Task directions:
Where a line in the data below includes the word "CompileError", count it. State the total and nothing more.

Stored data:

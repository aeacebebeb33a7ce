use crate::execution::{ExecutionAction, ExecutionStatus};
use crate::graph::NodeKind;
use crate::validator::ValidationReport;
use thiserror::Error;

/// Errors raised by editor-side graph mutations.
#[derive(Error, Debug, Clone, PartialEq)]
pub enum GraphError {
    #[error("Node '{node_id}' does not exist in the graph")]
    NodeNotFound { node_id: String },

    #[error("Field '{field}' cannot be set on {kind} node '{node_id}'")]
    PatchMismatch {
        node_id: String,
        kind: NodeKind,
        field: &'static str,
    },

    #[error("Unknown node type '{0}', expected trigger, condition or action")]
    UnknownNodeKind(String),
}

/// Errors that can occur when compiling a graph that skipped validation.
#[derive(Error, Debug, Clone, PartialEq)]
pub enum CompileError {
    #[error("Cannot compile a workflow without a trigger node")]
    MissingTrigger,

    #[error("Trigger node '{node_id}' has no trigger type")]
    UntypedTrigger { node_id: String },

    #[error("Action node '{node_id}' has no action type")]
    UntypedAction { node_id: String },
}

/// Errors from talking to the workflow REST backend.
#[derive(Error, Debug)]
pub enum ClientError {
    #[error("Request to the workflow backend failed: {0}")]
    Transport(#[from] reqwest::Error),

    #[error("Workflow backend rejected the request with HTTP {status}{}", .message.as_ref().map(|m| format!(": {}", m)).unwrap_or_default())]
    Rejected { status: u16, message: Option<String> },

    #[error("Could not decode backend response: {0}")]
    Decode(String),

    #[error("Could not serialize request body: {0}")]
    Serialize(#[from] serde_json::Error),
}

impl ClientError {
    /// The message to surface to the user: the backend's own message when it
    /// sent one, otherwise `fallback`.
    pub fn user_message(&self, fallback: &str) -> String {
        match self {
            ClientError::Rejected {
                message: Some(message),
                ..
            } if !message.trim().is_empty() => message.clone(),
            _ => fallback.to_string(),
        }
    }
}

/// Errors from requesting an execution state transition.
#[derive(Error, Debug)]
pub enum TransitionError {
    #[error("Cannot {action} an execution that is {status}")]
    NotAllowed {
        action: ExecutionAction,
        status: ExecutionStatus,
    },

    #[error(transparent)]
    Backend(#[from] ClientError),
}

/// Errors surfaced by the workflow editor's save and execute flows.
#[derive(Error, Debug)]
pub enum EditorError {
    #[error("Workflow is invalid: {}", .0.errors().join("; "))]
    Invalid(ValidationReport),

    #[error(transparent)]
    Compile(#[from] CompileError),

    #[error(transparent)]
    Client(#[from] ClientError),

    #[error("Workflow must be saved before it can be executed")]
    NotSaved,
}

/// Errors loading the client configuration file.
#[derive(Error, Debug)]
pub enum ConfigError {
    #[error("Could not read config file '{path}': {source}")]
    Read {
        path: String,
        source: std::io::Error,
    },

    #[error("Could not parse config file '{path}': {source}")]
    Parse {
        path: String,
        source: toml::de::Error,
    },
}
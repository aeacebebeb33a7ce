//! Graph to definition compilation, and the lossy reverse direction.
//!
//! [`compile`] turns an editor graph into a [`WorkflowDefinition`]. It is pure
//! and deterministic: the same graph always yields byte-identical JSON.
//! [`reconstruct`] rebuilds a linear graph from a definition that was saved
//! without one. Conditions cannot be recovered in that direction.
use crate::definition::{ActionStep, WorkflowDefinition, WorkflowDraft};
use crate::error::CompileError;
use crate::graph::{GraphModel, NodeData, NodeKind};
use serde_json::{Map, Value};
use tracing::{debug, warn};

mod order;
mod reconstruct;

pub use order::edge_chain_order;
pub use reconstruct::reconstruct;

/// Compiles a draft into its canonical definition.
///
/// Expects a graph that passed validation. Actions are emitted in node-array
/// order, not in the order the edges between them suggest.
pub fn compile(draft: &WorkflowDraft) -> Result<WorkflowDefinition, CompileError> {
    let graph = &draft.graph;

    let (trigger_id, trigger) = graph
        .nodes
        .iter()
        .find_map(|n| match &n.data {
            NodeData::Trigger(d) => Some((n.id.as_str(), d)),
            _ => None,
        })
        .ok_or(CompileError::MissingTrigger)?;

    let trigger_type =
        trigger
            .trigger_type
            .clone()
            .ok_or_else(|| CompileError::UntypedTrigger {
                node_id: trigger_id.to_string(),
            })?;

    let actions = graph
        .nodes
        .iter()
        .filter_map(|n| match &n.data {
            NodeData::Action(d) => Some((n.id.as_str(), d)),
            _ => None,
        })
        .map(|(id, d)| {
            d.action_type
                .clone()
                .ok_or_else(|| CompileError::UntypedAction {
                    node_id: id.to_string(),
                })
                .map(|action_type| ActionStep {
                    action_type,
                    config: d.config.clone(),
                    description: d.label.clone(),
                })
        })
        .collect::<Result<Vec<_>, CompileError>>()?;

    warn_on_edge_order_mismatch(graph);

    let conditions = merge_conditions(graph);
    debug!(
        workflow = %draft.name,
        actions = actions.len(),
        condition_keys = conditions.len(),
        "compiled workflow graph"
    );

    Ok(WorkflowDefinition {
        name: draft.name.clone(),
        description: draft.description.clone(),
        trigger_type,
        trigger_config: trigger.config.clone(),
        conditions,
        actions,
        version: None,
    })
}

/// Shallow-merges every condition node's object in node-array order. On a key
/// collision the later node wins.
fn merge_conditions(graph: &GraphModel) -> Map<String, Value> {
    let mut merged = Map::new();
    for node in graph.nodes_of_kind(NodeKind::Condition) {
        let NodeData::Condition(data) = &node.data else {
            continue;
        };
        let Some(condition) = &data.condition else {
            continue;
        };
        for (key, value) in condition {
            if let Some(previous) = merged.insert(key.clone(), value.clone()) {
                if &previous != value {
                    debug!(node = %node.id, key = %key, "condition key overwritten by later node");
                }
            }
        }
    }
    merged
}

fn warn_on_edge_order_mismatch(graph: &GraphModel) {
    let Some(chain) = edge_chain_order(graph) else {
        return;
    };
    let array_order: Vec<&str> = graph
        .nodes_of_kind(NodeKind::Action)
        .map(|n| n.id.as_str())
        .collect();
    if chain.iter().map(String::as_str).ne(array_order.iter().copied()) {
        warn!(
            edge_order = ?chain,
            node_order = ?array_order,
            "actions are wired in a different order than they were added; node order is used"
        );
    }
}
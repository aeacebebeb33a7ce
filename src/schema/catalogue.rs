use super::{FieldType, NodeSchema, SchemaRegistry};

const CLIENT_STATUSES: &[&str] = &["LEAD", "ACTIVE", "INACTIVE", "ARCHIVED"];
const PRIORITIES: &[&str] = &["LOW", "MEDIUM", "HIGH", "URGENT"];
const DURATION_UNITS: &[&str] = &["MINUTES", "HOURS", "DAYS"];

/// Registers the built-in trigger and action catalogue.
pub(super) fn register_default_schemas(registry: &mut SchemaRegistry) {
    // Triggers
    registry.register(NodeSchema::trigger("CLIENT_CREATED", "Client created"));
    registry.register(
        NodeSchema::trigger("CLIENT_UPDATED", "Client updated")
            .optional("field", "Changed field", FieldType::String),
    );
    registry.register(
        NodeSchema::trigger("CLIENT_STATUS_CHANGED", "Client status changed")
            .optional("fromStatus", "From status", FieldType::one_of(CLIENT_STATUSES))
            .required("toStatus", "To status", FieldType::one_of(CLIENT_STATUSES)),
    );
    registry.register(NodeSchema::trigger("TASK_CREATED", "Task created"));
    registry.register(NodeSchema::trigger("TASK_COMPLETED", "Task completed"));
    registry.register(
        NodeSchema::trigger("TASK_OVERDUE", "Task overdue")
            .optional("graceHours", "Grace period (hours)", FieldType::Number),
    );
    registry.register(
        NodeSchema::trigger("APPOINTMENT_SCHEDULED", "Appointment scheduled")
            .optional("calendarId", "Calendar", FieldType::reference("calendar")),
    );
    registry.register(
        NodeSchema::trigger("FORM_SUBMITTED", "Form submitted")
            .required("formId", "Form", FieldType::reference("form")),
    );
    registry.register(
        NodeSchema::trigger("SCHEDULED", "On a schedule")
            .required("cron", "Cron expression", FieldType::String)
            .optional("timezone", "Timezone", FieldType::String),
    );
    registry.register(NodeSchema::trigger("MANUAL", "Run manually"));
    registry.register(
        NodeSchema::trigger("WEBHOOK_RECEIVED", "Webhook received")
            .optional("secret", "Signing secret", FieldType::String),
    );

    // Actions
    registry.register(
        NodeSchema::action("SEND_EMAIL", "Send email")
            .optional("templateId", "Template", FieldType::reference("template"))
            .required_unless("subject", "Subject", FieldType::String, "templateId")
            .required_unless("body", "Body", FieldType::String, "templateId")
            .optional("to", "Recipient override", FieldType::String),
    );
    registry.register(
        NodeSchema::action("SEND_SMS", "Send SMS")
            .required("message", "Message", FieldType::String)
            .optional("to", "Recipient override", FieldType::String),
    );
    registry.register(
        NodeSchema::action("CREATE_TASK", "Create task")
            .required("title", "Title", FieldType::String)
            .optional("description", "Description", FieldType::String)
            .optional("priority", "Priority", FieldType::one_of(PRIORITIES))
            .optional("dueInDays", "Due in (days)", FieldType::Number)
            .optional("assigneeId", "Assignee", FieldType::reference("user")),
    );
    registry.register(
        NodeSchema::action("UPDATE_CLIENT", "Update client")
            .required("field", "Field", FieldType::String)
            .required("value", "New value", FieldType::String),
    );
    registry.register(
        NodeSchema::action("ADD_TAG", "Add tag").required("tagId", "Tag", FieldType::reference("tag")),
    );
    registry.register(
        NodeSchema::action("REMOVE_TAG", "Remove tag")
            .required("tagId", "Tag", FieldType::reference("tag")),
    );
    registry.register(
        NodeSchema::action("ASSIGN_USER", "Assign user")
            .required("userId", "User", FieldType::reference("user")),
    );
    registry.register(
        NodeSchema::action("CREATE_NOTIFICATION", "Create notification")
            .required("message", "Message", FieldType::String)
            .optional("userId", "Recipient", FieldType::reference("user")),
    );
    registry.register(
        NodeSchema::action("SEND_WEBHOOK", "Send webhook")
            .required("url", "URL", FieldType::String)
            .optional("method", "Method", FieldType::one_of(&["POST", "PUT", "PATCH"])),
    );
    registry.register(
        NodeSchema::action("WAIT", "Wait")
            .required("duration", "Duration", FieldType::Number)
            .required("unit", "Unit", FieldType::one_of(DURATION_UNITS)),
    );
}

Written reply:
8